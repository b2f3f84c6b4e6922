//! Staged drivers for a whole compression or decompression run.
//!
//! A pipeline owns all of its state for the duration of one run and reports
//! to the host through an [`Observer`]. It never touches the sink until the
//! complete output exists in memory, so a failed run writes nothing.

mod compress;
mod decompress;

use tracing::debug;

pub use self::compress::CompressionPipeline;
pub use self::decompress::DecompressionPipeline;
use crate::{
    observer::{Observer, Summary},
    Error,
};

/// Wraps the host's observer, enforcing the progress contract: each stage
/// starts at 0.0, fractions are clamped to [0, 1] and never go backwards, and
/// increases smaller than `step` are skipped (except the final 1.0).
struct Reporter<O> {
    observer: O,
    step: f64,
    last: f64,
}

impl<O: Observer> Reporter<O> {
    fn new(observer: O, step: f64) -> Self {
        Self {
            observer,
            step,
            last: 0.0,
        }
    }

    fn begin_stage(&mut self, message: &str) {
        debug!(message, "entering stage");
        self.observer.on_status(message);
        self.last = 0.0;
        self.observer.on_progress(0.0);
    }

    fn progress(&mut self, fraction: f64) {
        let fraction = fraction.clamp(0.0, 1.0);
        let due = fraction >= self.last + self.step || fraction == 1.0;

        if due && fraction > self.last {
            self.last = fraction;
            self.observer.on_progress(fraction);
        }
    }

    /// Terminal status plus `on_finish`. Called once per run.
    fn finish(&mut self, outcome: Result<&Summary, &Error>, success_message: &str) {
        match outcome {
            Ok(_) => self.observer.on_status(success_message),
            Err(e) => self.observer.on_status(&format!("Error: {e}")),
        }
        self.observer.on_finish(outcome);
    }
}
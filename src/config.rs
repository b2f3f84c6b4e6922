use crate::{container::Layout, Error, Result};

/// Default size of each read from the input source.
pub const DEFAULT_CHUNK_SIZE: usize = 4096;

/// Tunables shared by both pipelines.
#[derive(Debug, Clone, PartialEq)]
pub struct Options {
    /// Upper bound on the bytes pulled from the source per read.
    pub chunk_size: usize,

    /// Whether containers record the exact payload bit length.
    pub layout: Layout,

    /// Smallest increase in a stage's progress fraction that gets reported.
    /// The final 1.0 of a stage is always reported.
    pub progress_step: f64,
}

impl Default for Options {
    fn default() -> Self {
        Self {
            chunk_size: DEFAULT_CHUNK_SIZE,
            layout: Layout::Sized,
            progress_step: 0.01,
        }
    }
}

impl Options {
    pub fn with_layout(mut self, layout: Layout) -> Self {
        self.layout = layout;
        self
    }

    pub fn with_chunk_size(mut self, chunk_size: usize) -> Self {
        self.chunk_size = chunk_size;
        self
    }

    pub fn validate(&self) -> Result<()> {
        if self.chunk_size == 0 {
            return Err(Error::InvalidOptions("chunk size must be non-zero".into()));
        }

        if !(0.0..=1.0).contains(&self.progress_step) {
            let msg = format!("progress step must be within [0, 1], got {}", self.progress_step);
            return Err(Error::InvalidOptions(msg));
        }

        Ok(())
    }
}

#[cfg(test)]
mod tests {
    use test_case::test_case;

    use super::*;

    #[test]
    fn defaults_are_valid() {
        Options::default().validate().unwrap();
    }

    #[test_case(Options::default().with_chunk_size(0) ; "zero chunk size")]
    #[test_case(Options { progress_step: 1.5, ..Options::default() } ; "step above one")]
    #[test_case(Options { progress_step: f64::NAN, ..Options::default() } ; "nan step")]
    fn rejects(options: Options) {
        assert!(matches!(options.validate(), Err(Error::InvalidOptions(_))));
    }
}
use std::{
    collections::{BTreeMap, HashMap},
    fmt,
};

use bitvec::prelude::*;

use crate::{
    frequency::FrequencyTable,
    tree::{HuffmanTree, Node},
    Error, Result,
};

/// A Huffman code: the path from the root to a leaf, `0` for `lo` and `1`
/// for `hi`, first step first.
pub type Code = BitVec<u8, Msb0>;

/// Why a set of (byte, code) entries can't form a table.
#[derive(Debug, Clone, PartialEq, Eq, thiserror::Error)]
pub(crate) enum TableConflict {
    #[error("symbol {0:#04x} appears twice")]
    DuplicateSymbol(u8),

    #[error("symbols {0:#04x} and {1:#04x} share a code")]
    DuplicateCode(u8, u8),

    #[error("symbol {0:#04x} has an empty code")]
    EmptyCode(u8),
}

/// Byte-to-code mapping, plus its exact inverse.
#[derive(Clone, Default, PartialEq, Eq)]
pub struct CodeTable {
    codes: BTreeMap<u8, Code>,
    symbols: HashMap<Code, u8>,
}

impl fmt::Debug for CodeTable {
    fn fmt(&self, f: &mut fmt::Formatter<'_>) -> fmt::Result {
        let mut map = f.debug_map();
        for (byte, code) in self.iter() {
            map.entry(&byte, &format_args!("{}", BitString(code)));
        }
        map.finish()
    }
}

/// Displays a code as a string of `0`s and `1`s.
pub struct BitString<'a>(pub &'a BitSlice<u8, Msb0>);

impl fmt::Display for BitString<'_> {
    fn fmt(&self, f: &mut fmt::Formatter<'_>) -> fmt::Result {
        for bit in self.0.iter().by_vals() {
            f.write_str(if bit { "1" } else { "0" })?;
        }
        Ok(())
    }
}

impl CodeTable {
    /// Assign every leaf of `tree` its root-to-leaf path.
    ///
    /// A tree that is a lone leaf gets the one-bit code `0`, so every symbol
    /// in the payload costs at least one bit.
    pub fn from_tree(tree: &HuffmanTree) -> Result<Self> {
        let mut entries = Vec::new();

        match tree.root() {
            Node::Leaf { byte, .. } => entries.push((*byte, bitvec![u8, Msb0; 0])),
            root => collect_codes(root, &mut Code::new(), &mut entries),
        }

        Self::try_from_entries(entries)
            .map_err(|_| Error::InternalInvariantViolation("tree produced colliding codes"))
    }

    /// Build a table from explicit entries, rejecting anything that would
    /// make the inverse lookup ambiguous.
    pub(crate) fn try_from_entries(
        entries: impl IntoIterator<Item = (u8, Code)>,
    ) -> std::result::Result<Self, TableConflict> {
        let mut table = Self::default();

        for (byte, code) in entries {
            if code.is_empty() {
                return Err(TableConflict::EmptyCode(byte));
            }
            if table.codes.contains_key(&byte) {
                return Err(TableConflict::DuplicateSymbol(byte));
            }
            if let Some(&other) = table.symbols.get(&code) {
                return Err(TableConflict::DuplicateCode(other, byte));
            }

            table.symbols.insert(code.clone(), byte);
            table.codes.insert(byte, code);
        }

        Ok(table)
    }

    pub fn code(&self, byte: u8) -> Option<&Code> {
        self.codes.get(&byte)
    }

    /// Inverse lookup.
    pub fn symbol(&self, code: &Code) -> Option<u8> {
        self.symbols.get(code).copied()
    }

    /// Number of symbols in the table.
    pub fn len(&self) -> usize {
        self.codes.len()
    }

    pub fn is_empty(&self) -> bool {
        self.codes.is_empty()
    }

    /// Entries in ascending byte order.
    pub fn iter(&self) -> impl Iterator<Item = (u8, &Code)> + '_ {
        self.codes.iter().map(|(&byte, code)| (byte, code))
    }

    pub fn max_code_len(&self) -> usize {
        self.codes.values().map(|code| code.len()).max().unwrap_or(0)
    }

    /// Exact number of payload bits needed to encode an input with these
    /// frequencies. `None` if some byte in `frequencies` has no code.
    pub fn encoded_bits(&self, frequencies: &FrequencyTable) -> Option<u64> {
        frequencies.iter().try_fold(0u64, |acc, (byte, count)| {
            let len = self.code(byte)?.len() as u64;
            Some(acc + len * count)
        })
    }

    /// True when no code is a prefix of another.
    pub fn is_prefix_free(&self) -> bool {
        // In lexicographic order, a code that prefixes others sorts directly
        // before the first of them.
        let mut codes: Vec<&Code> = self.codes.values().collect();
        codes.sort_by(|a, b| a.iter().by_vals().cmp(b.iter().by_vals()));

        codes.windows(2).all(|pair| !pair[1].starts_with(pair[0].as_bitslice()))
    }
}

fn collect_codes(node: &Node, prefix: &mut Code, out: &mut Vec<(u8, Code)>) {
    match node {
        Node::Leaf { byte, .. } => out.push((*byte, prefix.clone())),
        Node::Internal { lo, hi, .. } => {
            prefix.push(false);
            collect_codes(lo, prefix, out);
            prefix.pop();

            prefix.push(true);
            collect_codes(hi, prefix, out);
            prefix.pop();
        }
    }
}
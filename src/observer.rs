use std::sync::mpsc::Sender;

use crate::{code_table::CodeTable, Error};

/// What a successful pipeline run produced.
///
/// A compression summary describes the payload by its code table and bit
/// length only; the packed bytes themselves went to the output sink and are
/// not repeated here.
#[derive(Debug, Clone, PartialEq, Eq)]
pub enum Summary {
    Compressed {
        input_bytes: u64,
        table: CodeTable,
        payload_bits: usize,
        output_bytes: usize,
    },
    Decompressed {
        input_bytes: usize,
        output_bytes: usize,
    },
}

/// Callbacks a host receives while a pipeline runs.
///
/// Calls arrive on whatever thread runs the pipeline; getting them to a UI
/// thread is up to the host (see the `Sender<Event>` impl).
///
/// Within a run:
/// * intermediate status messages never contain "complete" or "Error"; the
///   final one contains exactly one of them.
/// * progress restarts at 0.0 with each stage and never decreases within it.
/// * `on_finish` fires exactly once, last.
pub trait Observer {
    fn on_status(&mut self, _message: &str) {}

    fn on_progress(&mut self, _fraction: f64) {}

    fn on_finish(&mut self, _outcome: Result<&Summary, &Error>) {}
}

/// Ignore everything.
impl Observer for () {}

impl<O: Observer + ?Sized> Observer for &mut O {
    fn on_status(&mut self, message: &str) {
        (**self).on_status(message);
    }

    fn on_progress(&mut self, fraction: f64) {
        (**self).on_progress(fraction);
    }

    fn on_finish(&mut self, outcome: Result<&Summary, &Error>) {
        (**self).on_finish(outcome);
    }
}

/// An owned copy of one observer callback, so it can cross threads.
#[derive(Debug, Clone, PartialEq)]
pub enum Event {
    Status(String),
    Progress(f64),
    /// The error is flattened to its message.
    Finished(Result<Summary, String>),
}

impl Event {
    fn finished(outcome: Result<&Summary, &Error>) -> Self {
        Event::Finished(outcome.cloned().map_err(|e| e.to_string()))
    }
}

/// Forwards callbacks to the receiving end. If the receiver has hung up, the
/// events are dropped; the pipeline still runs to completion.
impl Observer for Sender<Event> {
    fn on_status(&mut self, message: &str) {
        let _ = self.send(Event::Status(message.to_owned()));
    }

    fn on_progress(&mut self, fraction: f64) {
        let _ = self.send(Event::Progress(fraction));
    }

    fn on_finish(&mut self, outcome: Result<&Summary, &Error>) {
        let _ = self.send(Event::finished(outcome));
    }
}

/// Records every callback, in order.
impl Observer for Vec<Event> {
    fn on_status(&mut self, message: &str) {
        self.push(Event::Status(message.to_owned()));
    }

    fn on_progress(&mut self, fraction: f64) {
        self.push(Event::Progress(fraction));
    }

    fn on_finish(&mut self, outcome: Result<&Summary, &Error>) {
        self.push(Event::finished(outcome));
    }
}

#[cfg(test)]
mod tests {
    use std::{sync::mpsc, thread};

    use super::*;

    #[test]
    fn events_cross_threads() {
        let (tx, rx) = mpsc::channel::<Event>();

        let worker = thread::spawn(move || {
            let mut observer = tx;
            observer.on_status("working");
            observer.on_progress(0.5);
            observer.on_finish(Err(&Error::Cancelled));
        });
        worker.join().unwrap();

        let events: Vec<Event> = rx.iter().collect();
        assert_eq!(
            events,
            [
                Event::Status("working".into()),
                Event::Progress(0.5),
                Event::Finished(Err("cancelled by host".into())),
            ]
        );
    }

    #[test]
    fn hung_up_receiver_is_ignored() {
        let (mut tx, rx) = mpsc::channel::<Event>();
        drop(rx);
        tx.on_status("nobody is listening");
    }

    #[test]
    fn forwards_through_mut_ref() {
        fn report(mut observer: impl Observer) {
            observer.on_progress(1.0);
        }

        let mut events = Vec::new();
        report(&mut events);
        assert_eq!(events, [Event::Progress(1.0)]);
    }
}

----

▶ _Problem to work on_: Among the lines above, find each one containing the string "gets" and copy it.

▶ _Task output_:
    /// Smallest increase in a stage's progress fraction that gets reported.
    /// A tree that is a lone leaf gets the one-bit code `0`, so every symbol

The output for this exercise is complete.